535 Madison Avenue, 26th Floor
New York, New York 10022

Mr. Mark P. Cantaluppi
3 Chambers Place
Randolph, NJ 07869

As of May 18, 2005
Dear Mr. Cantaluppi:

We are pleased to offer you employment with Wellsford Real Properties, Inc. (the "Company"). This letter agreement (this "Agreement") sets forth our understanding regarding your employment.


1. Duties.       The Company hereby employs you as Vice President and Chief Accounting Officer to perform such services for the Company and its affiliated entities commensurate with your position as Vice President and Chief Accounting Officer as may be assigned to you from time to time. You shall devote such business time, attention and energies to the performance of your duties hereunder as requested by the Company from time to time. You may be involved in any other business enterprise so long as, in the determination of the Chairman of the Board and President of the Company, such other business enterprise is not a competitor of the Company and such involvement does not interfere with the performance of your duties to the Company. You shall give advance written notice to the Chairman of the Board and President of the Company of any intended active involvement in any other business enterprise.

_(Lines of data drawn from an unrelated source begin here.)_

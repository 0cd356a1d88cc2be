//! `DealContract`-related definitions.

use common::{DateTime, Handler as _};
use derive_more::{AsRef, Display, From, Into};
use juniper::{graphql_object, GraphQLScalar};
use service::{domain, query};
use uuid::Uuid;

use crate::{api, api::scalar, AsError, Context, Error};

use super::Party;

/// Unsigned rental agreement artifact attached to a `Deal`.
#[derive(Clone, Debug, From)]
pub struct Contract(domain::deal::Contract);

/// Unsigned rental agreement artifact attached to a `Deal`.
#[graphql_object(name = "DealContract", context = Context)]
impl Contract {
    /// Unique identifier of this `DealContract`.
    #[must_use]
    pub fn id(&self) -> Id {
        self.0.id.into()
    }

    /// Path of the stored unsigned artifact.
    #[must_use]
    pub fn unsigned_file(&self) -> String {
        self.0.unsigned_file.to_string()
    }

    /// SHA-256 digest of the unsigned artifact bytes.
    #[must_use]
    pub fn digest(&self) -> Digest {
        self.0.digest.clone().into()
    }

    /// `DateTime` when this `DealContract` was attached.
    #[must_use]
    pub fn created_at(&self) -> DateTime {
        self.0.created_at.coerce()
    }

    /// `User` who attached this `DealContract`.
    #[must_use]
    pub fn created_by(&self) -> api::User {
        #[expect(
            unsafe_code,
            reason = "`DealContract` existence guarantees its creator \
                      existence"
        )]
        unsafe {
            api::User::new_unchecked(self.0.created_by)
        }
    }

    /// Signed counter copies uploaded by the parties.
    pub async fn signed_copies(
        &self,
        ctx: &Context,
    ) -> Result<Vec<SignedCopy>, Error> {
        ctx.service()
            .execute(query::deal::SignedCopies::by(self.0.id))
            .await
            .map_err(AsError::into_error)
            .map_err(ctx.error())
            .map(|copies| copies.into_iter().map(Into::into).collect())
    }
}

/// One party's uploaded signed counter copy of a `DealContract`.
#[derive(Clone, Debug, From)]
pub struct SignedCopy(domain::deal::contract::Signed);

/// One party's uploaded signed counter copy of a `DealContract`.
#[graphql_object(name = "DealContractSignedCopy", context = Context)]
impl SignedCopy {
    /// `DealParty` who signed this copy.
    #[must_use]
    pub fn party(&self) -> Party {
        self.0.party.into()
    }

    /// Path of the stored signed file.
    #[must_use]
    pub fn file(&self) -> String {
        self.0.file.to_string()
    }

    /// SHA-256 digest of the signed file bytes.
    #[must_use]
    pub fn digest(&self) -> Digest {
        self.0.digest.clone().into()
    }

    /// `DateTime` when this copy was uploaded.
    #[must_use]
    pub fn uploaded_at(&self) -> DateTime {
        self.0.uploaded_at.coerce()
    }

    /// `User` who uploaded this copy.
    #[must_use]
    pub fn uploader(&self) -> api::User {
        #[expect(
            unsafe_code,
            reason = "signed copy existence guarantees its uploader existence"
        )]
        unsafe {
            api::User::new_unchecked(self.0.uploader_id)
        }
    }
}

/// Unique identifier of a `DealContract`.
#[derive(Clone, Copy, Debug, Display, Into, From, GraphQLScalar)]
#[from(domain::deal::contract::Id)]
#[into(domain::deal::contract::Id)]
#[graphql(name = "DealContractId", transparent)]
pub struct Id(Uuid);

/// SHA-256 digest of stored artifact bytes, hex-encoded.
#[derive(AsRef, Clone, Debug, Display, From, GraphQLScalar, Into)]
#[graphql(
    name = "DealContractDigest",
    with = scalar::Via::<domain::deal::contract::Digest>,
)]
pub struct Digest(domain::deal::contract::Digest);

2. Term.       The term of this Agreement shall commence as of the date hereof and, unless sooner terminated in accordance with the provisions of this Agreement, shall continue up to and including, June 30, 2006; provided, however, that, the term of this Agreement shall thereafter be automatically renewed for additional one year periods unless either party gives written notice to the other party not less than 60 days prior to the end of the then current term that the term shall not thereafter be renewed.

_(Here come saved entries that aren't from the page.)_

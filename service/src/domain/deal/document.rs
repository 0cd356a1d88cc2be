//! [`Document`] definitions.

use std::str::FromStr;

#[cfg(doc)]
use common::DateTime;
use common::{define_kind, unit, DateTimeOf};
use derive_more::{AsRef, Display, From, Into};
#[cfg(feature = "postgres")]
use postgres_types::{FromSql, ToSql};
use serde::{Deserialize, Serialize};
use uuid::Uuid;

use crate::domain::{deal, user};
#[cfg(doc)]
use crate::domain::{Deal, User};

use super::{sanitize_file_name, FilePath, Party};

/// Uploaded file evidencing one requirement of a [`Deal`] (a passport scan,
/// a proof of income, and so on).
#[derive(Clone, Debug)]
pub struct Document {
    /// ID of this [`Document`].
    pub id: Id,

    /// ID of the [`Deal`] this [`Document`] belongs to.
    pub deal_id: deal::Id,

    /// ID of the [`User`] who uploaded this [`Document`].
    pub uploader_id: user::Id,

    /// [`Party`] this [`Document`] evidences requirements of.
    pub party: Party,

    /// [`Code`] of the requirement this [`Document`] evidences.
    pub code: Code,

    /// Path of the stored file.
    pub file: FilePath,

    /// Review [`Status`] of this [`Document`].
    pub status: Status,

    /// Administrator's note left on review.
    pub note: Option<Note>,

    /// [`DateTime`] when this [`Document`] was uploaded.
    pub created_at: CreationDateTime,

    /// [`DateTime`] when this [`Document`] was reviewed.
    ///
    /// Set together with [`Document::reviewed_by`] only.
    pub reviewed_at: Option<ReviewDateTime>,

    /// ID of the administrator who reviewed this [`Document`].
    pub reviewed_by: Option<user::Id>,
}

/// ID of a [`Document`].
#[derive(
    Clone,
    Copy,
    Debug,
    Default,
    Deserialize,
    Display,
    Eq,
    From,
    derive_more::FromStr,
    Hash,
    Into,
    PartialEq,
    Serialize,
)]
#[cfg_attr(feature = "postgres", derive(ToSql, FromSql), postgres(transparent))]
pub struct Id(Uuid);

impl Id {
    /// Creates a new random [`Id`].
    #[must_use]
    pub fn new() -> Self {
        Self(Uuid::new_v4())
    }
}

define_kind! {
    #[doc = "Review status of a [`Document`]."]
    enum Status {
        #[doc = "Awaits an administrator's review."]
        Pending = 1,

        #[doc = "Accepted by an administrator."]
        Approved = 2,

        #[doc = "Rejected by an administrator."]
        Rejected = 3,
    }
}

define_kind! {
    #[doc = "Administrator's decision on a [`Document`] review."]
    enum ReviewDecision {
        #[doc = "Accept the [`Document`]."]
        Approved = 1,

        #[doc = "Reject the [`Document`]."]
        Rejected = 2,
    }
}

impl From<ReviewDecision> for Status {
    fn from(decision: ReviewDecision) -> Self {
        match decision {
            ReviewDecision::Approved => Self::Approved,
            ReviewDecision::Rejected => Self::Rejected,
        }
    }
}

/// Open string code of a [`Document`] requirement.
///
/// Kept extensible on purpose: the service only requires a well-formed code,
/// while the known set is a UI concern.
#[derive(AsRef, Clone, Debug, Display, Eq, Hash, PartialEq)]
#[as_ref(str, String)]
#[cfg_attr(feature = "postgres", derive(FromSql, ToSql), postgres(transparent))]
pub struct Code(String);

impl Code {
    /// [`Code`]s a tenant is expected to provide.
    pub const KNOWN_TENANT: &'static [&'static str] =
        &["passport", "visa_or_residence", "income_proof", "extra"];

    /// [`Code`]s a landlord is expected to provide.
    pub const KNOWN_LANDLORD: &'static [&'static str] =
        &["ownership_proof", "landlord_id", "extra"];

    /// Creates a new [`Code`] if the given `code` is valid.
    #[must_use]
    pub fn new(code: impl Into<String>) -> Option<Self> {
        let code = code.into();
        Self::check(&code).then_some(Self(code))
    }

    /// Checks whether the given `code` is a valid [`Code`].
    fn check(code: impl AsRef<str>) -> bool {
        let code = code.as_ref();
        !code.is_empty()
            && code.len() <= 64
            && code
                .chars()
                .all(|c| c.is_ascii_lowercase() || c.is_ascii_digit() || c == '_')
    }

    /// Returns [`Code`]s the provided [`Party`] is expected to provide.
    #[must_use]
    pub fn known_for(party: Party) -> &'static [&'static str] {
        match party {
            Party::Tenant => Self::KNOWN_TENANT,
            Party::Landlord => Self::KNOWN_LANDLORD,
        }
    }
}

impl FromStr for Code {
    type Err = &'static str;

    fn from_str(s: &str) -> Result<Self, Self::Err> {
        Self::new(s).ok_or("invalid `Code`")
    }
}

/// Administrator's note on a [`Document`] review.
#[derive(AsRef, Clone, Debug, Display, Eq, PartialEq)]
#[as_ref(str, String)]
#[cfg_attr(feature = "postgres", derive(FromSql, ToSql), postgres(transparent))]
pub struct Note(String);

impl Note {
    /// Creates a new [`Note`] if the given `note` is valid.
    #[must_use]
    pub fn new(note: impl Into<String>) -> Option<Self> {
        let note = note.into();
        Self::check(&note).then_some(Self(note))
    }

    /// Checks whether the given `note` is a valid [`Note`].
    fn check(note: impl AsRef<str>) -> bool {
        let note = note.as_ref();
        !note.trim().is_empty() && note.len() <= 2048
    }
}

impl FromStr for Note {
    type Err = &'static str;

    fn from_str(s: &str) -> Result<Self, Self::Err> {
        Self::new(s).ok_or("invalid `Note`")
    }
}

/// Composes a collision-resistant stored file name for a [`Document`].
///
/// Embeds the [`Party`], the [`Code`] and the upload timestamp, so repeated
/// uploads of the same requirement never overwrite each other.
#[must_use]
pub fn stored_file_name(
    party: Party,
    code: &Code,
    at: CreationDateTime,
    original: &str,
) -> String {
    format!(
        "{}_{code}_{}_{}",
        party.to_string().to_lowercase(),
        at.unix_timestamp(),
        sanitize_file_name(original),
    )
}

/// [`DateTime`] when a [`Document`] was uploaded.
pub type CreationDateTime = DateTimeOf<(Document, unit::Creation)>;

/// Marker type indicating a [`Document`] review.
#[derive(Clone, Copy, Debug)]
pub struct Review;

/// [`DateTime`] when a [`Document`] was reviewed.
pub type ReviewDateTime = DateTimeOf<(Document, Review)>;

#[cfg(test)]
mod spec {
    use common::DateTime;

    use crate::domain::deal::Party;

    use super::{stored_file_name, Code, ReviewDecision, Status};

    #[test]
    fn code_accepts_known_and_custom_values() {
        for code in Code::KNOWN_TENANT.iter().chain(Code::KNOWN_LANDLORD) {
            assert!(Code::new(*code).is_some(), "rejected known `{code}`");
        }
        assert!(Code::new("utility_bill_2024").is_some());

        assert!(Code::new("").is_none());
        assert!(Code::new("Passport").is_none());
        assert!(Code::new("proof of income").is_none());
        assert!(Code::new("a".repeat(65)).is_none());
    }

    #[test]
    fn decision_maps_into_status() {
        assert_eq!(Status::from(ReviewDecision::Approved), Status::Approved);
        assert_eq!(Status::from(ReviewDecision::Rejected), Status::Rejected);
    }

    #[test]
    fn stored_names_embed_party_code_and_timestamp() {
        let at = DateTime::now().coerce();
        let code = Code::new("passport").unwrap();

        let name = stored_file_name(Party::Tenant, &code, at, "scan 1.pdf");

        assert!(name.starts_with("tenant_passport_"));
        assert!(name.ends_with("_scan_1.pdf"));
        assert!(name.contains(&at.unix_timestamp().to_string()));
    }
}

3. Salary.      For all services rendered by you pursuant to this Agreement, you shall receive a salary at a rate per annum at least equal to $187,000 to be paid at such regular intervals, not less frequently than monthly, as the Company may establish from time to time with respect to its employees generally.

4. Bonuses.       You shall also be entitled to minimum bonuses of 50% of your base salary for each full calendar year for which you are employed by the Company and a prorated bonus for each partial calendar year for which are employed by the Company. Any bonus payable to you in excess of the amounts set forth above shall be at the Company’s sole discretion. Any bonus payable to you shall be paid to you within 30 days of the end of the period for which the bonus is payable.


5. Health Insurance & Benefits.     

  (a) The Company shall provide you with the same standard health and other insurance coverages as is afforded to all employees of the Company pursuant to the contributory coverages maintained by the Company from time to time. You shall also be entitled to participate in the Company's 401(k) Plan consistent with, and subject to, the terms of such plan. The Company may also provide you with other benefits in accordance with the policies of the Company in effect from time to time.

  (b) The Company shall indemnify you in the performance of your duties pursuant to the bylaws of the Company and to the fullest extent allowed by applicable law, including, without limitation, legal fees, and shall continue to maintain you as a named beneficiary under any liability insurance policies maintained for directors and/or officers of the Company for so long you shall remain an officer of the Company. In addition, you shall become, and continue as, a named beneficiary under any liability insurance policies maintained by the Company after a "change in control of the Company" as defined in paragraph 8(e), for persons who were directors or officers prior to a "change in control of the Company" to the extent they provide coverage for events prior to the change in control of the Company. The Company agrees to maintain the coverages referred to above unless, in each case, any modification in indemnification and insurance coverage applies uniformly to all officers and directors of the Company, as the case may be.

6. Expenses.     

  (a) You shall be reimbursed by the Company for all reasonable business related expenses incurred by you at the request of or on behalf of the Company in connection with the performance of your duties and responsibilities hereunder, consistent with, and subject to, the Company's policies for expense reimbursement.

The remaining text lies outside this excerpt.